God has burdened my heart for refugees, and yet I don’t personally know a single one.
I want to change that.
Just because right now no new refugees are allowed into our country doesn’t mean that there aren’t already MANY here who I can help and serve and love.
So I’ve been doing some research. A lot of research.
And I’m going to start doing something…I’m going to put feet and hands to my words and my heart and start living like I’m more than just a lot of talk…I want to live by the power of God. Because 1000 years from now, it won’t really matter what I said I thought about an executive order or how many “likes” I got on a Facebook post…the only thing that will really matter for any of us 1000 years from now is our relationship with Jesus. The rest will burn away like chaff…the only thing that is eternal is the soul. The only things I do that will matter 1000 years from now are the things that I do to invest in eternity. So, how can I help others come to know Jesus? How can I be His hands and feet in this world? How can I take the burden that He’s put in my heart and make it more than just a lot of talk, but by His power reach out and make a difference for a soul who needs Jesus today?
If God has burdened my heart for refugees, I should be doing more than just saying we should care for refugees…I should go and care for refugees.
So that’s what I’m going to do.
Jennie Allen compiled a great list if you are looking for ways to get involved too. (And I love what she says: “We don’t need permission or legislation to rally for refugees.” She is right…there are already so many ways we can help and serve them right now.)
It breaks my heart that our country is not accepting more refugees right now, but that doesn't mean I can't advocate for them, stand up for them, and serve the ones that are already here...
I can do what I can with what I have where I am.

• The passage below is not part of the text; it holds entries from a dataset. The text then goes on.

//! Training smoke tests: loss decreases on synthetic data, early stopping
//! and cancellation bound the epoch count, and seeded runs reproduce.

use vigil_model::{AnomalyModel, CancelFlag, ModelParams, TrainOptions};

/// Synthetic normalized rows with a low-rank structure the bottleneck can
/// capture: each row is a scaled ramp across the 12 features.
fn structured_rows(n: usize) -> Vec<Vec<f64>> {
    (0..n)
        .map(|i| {
            let scale = (i % 10) as f64 / 10.0;
            (0..12).map(|j| scale * (j as f64 / 11.0)).collect()
        })
        .collect()
}

#[test]
fn smoke_train_reduces_reconstruction_loss() {
    let mut model = AnomalyModel::new(ModelParams::default()).unwrap();
    let train = structured_rows(200);
    let val = structured_rows(40);

    let opts = TrainOptions {
        epochs: 60,
        batch_size: 32,
        patience: 60,
        ..TrainOptions::default()
    };
    let history = model.train(&train, &val, &opts).unwrap();

    assert!(!history.is_empty());
    let first = history.first().unwrap().val_loss;
    let last = history.last().unwrap().val_loss;
    println!("val loss: {first:.6} → {last:.6}");
    assert!(
        last < first,
        "validation loss should decrease: {first} → {last}"
    );
}

#[test]
fn smoke_early_stopping_bounds_epochs() {
    let mut model = AnomalyModel::new(ModelParams {
        // A zero learning rate cannot improve validation loss, so the
        // patience counter runs out immediately after the first epoch.
        learning_rate: 0.0,
        dropout_rate: 0.0,
        ..ModelParams::default()
    })
    .unwrap();
    let train = structured_rows(64);
    let val = structured_rows(16);

    let opts = TrainOptions {
        epochs: 50,
        batch_size: 16,
        patience: 3,
        ..TrainOptions::default()
    };
    let history = model.train(&train, &val, &opts).unwrap();

    // Epoch 0 sets the best; epochs 1..=3 fail to improve, then stop.
    assert!(
        history.len() <= 1 + 3,
        "expected early stop within {} epochs, ran {}",
        1 + 3,
        history.len()
    );
    assert!(history.len() < 50);
}

#[test]
fn smoke_cancel_stops_at_epoch_boundary() {
    let mut model = AnomalyModel::new(ModelParams::default()).unwrap();
    let train = structured_rows(64);
    let val = structured_rows(16);

    let cancel = CancelFlag::new();
    cancel.cancel();
    let opts = TrainOptions {
        epochs: 50,
        batch_size: 16,
        patience: 50,
        cancel: cancel.clone(),
        ..TrainOptions::default()
    };
    let history = model.train(&train, &val, &opts).unwrap();

    // The in-flight epoch completes before the flag is honored.
    assert_eq!(history.len(), 1);
    assert!(model.is_trained());
}

#[test]
fn smoke_progress_events_match_history() {
    let mut model = AnomalyModel::new(ModelParams::default()).unwrap();
    let train = structured_rows(64);
    let val = structured_rows(16);

    let opts = TrainOptions {
        epochs: 5,
        batch_size: 16,
        patience: 5,
        ..TrainOptions::default()
    };
    let mut seen = Vec::new();
    let history = model
        .train_with_progress(&train, &val, &opts, |stats| seen.push(*stats))
        .unwrap();

    assert_eq!(seen.len(), history.len());
    assert_eq!(seen, history);
    // Epochs arrive in order, never skipped or reordered.
    for (i, stats) in seen.iter().enumerate() {
        assert_eq!(stats.epoch, i);
    }
}

#[test]
fn smoke_seeded_training_is_deterministic() {
    // Dropout disabled: two identically seeded runs must produce
    // identical reconstruction errors.
    let params = ModelParams {
        dropout_rate: 0.0,
        ..ModelParams::default()
    };
    let train = structured_rows(100);
    let val = structured_rows(20);
    let opts = TrainOptions {
        epochs: 10,
        batch_size: 16,
        patience: 10,
        ..TrainOptions::default()
    };

    let mut model_a = AnomalyModel::new(params.clone()).unwrap();
    let history_a = model_a.train(&train, &val, &opts).unwrap();
    let errors_a = model_a.reconstruction_errors(&val).unwrap();

    let mut model_b = AnomalyModel::new(params).unwrap();
    let history_b = model_b.train(&train, &val, &opts).unwrap();
    let errors_b = model_b.reconstruction_errors(&val).unwrap();

    assert_eq!(history_a.len(), history_b.len());
    for (a, b) in history_a.iter().zip(history_b.iter()) {
        assert!(
            (a.train_loss - b.train_loss).abs() < 1e-12,
            "train loss diverged at epoch {}: {} vs {}",
            a.epoch,
            a.train_loss,
            b.train_loss
        );
    }
    for (i, (a, b)) in errors_a.iter().zip(errors_b.iter()).enumerate() {
        assert!(
            (a - b).abs() < 1e-12,
            "reconstruction error diverged at row {i}: {a} vs {b}"
        );
    }
}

There aren’t many organizations where I live that work specifically with refugees…the only ones that I have been able to find so far in my state of Georgia are about 2 hours away from my home, near Atlanta.
So….I’m going to start by looking into volunteering in Atlanta, even if it’s just for a few hours a month.
I want to put faces to this burden in my heart…I want to pull up a chair sit next to a refugee and hear their stories and hug their necks and tell them that they are loved. I want to break down the walls around my comfort zone and enter into the brokenness of another…I want to live cruciform and lay down my own plans and my own life for the sake of sharing the love of Jesus.
I don’t want my life to just be a lot of talk…I want to live by the power of God. I want to DO what He is calling me to do.
What is God calling you to do today? Who is He asking you to love? He might be burdening your heart for prisoners, or for police officers, or for the kids living in poverty in your community, or for a country halfway across the world…
Honestly, you don’t have to drive two hours away or fly halfway around the world to find someone who needs the love of Jesus...most of the time all it takes is opening your door and taking a few steps across the street.
What steps can you take today to live by God’s power and not just a lot of talk?
“and let us consider [thoughtfully] how we may encourage one another to love and to do good deeds” Hebrews 10:24 AMP
Let’s love one another and cheer for one another and encourage each other as we walk this cruciform way, the way of Jesus.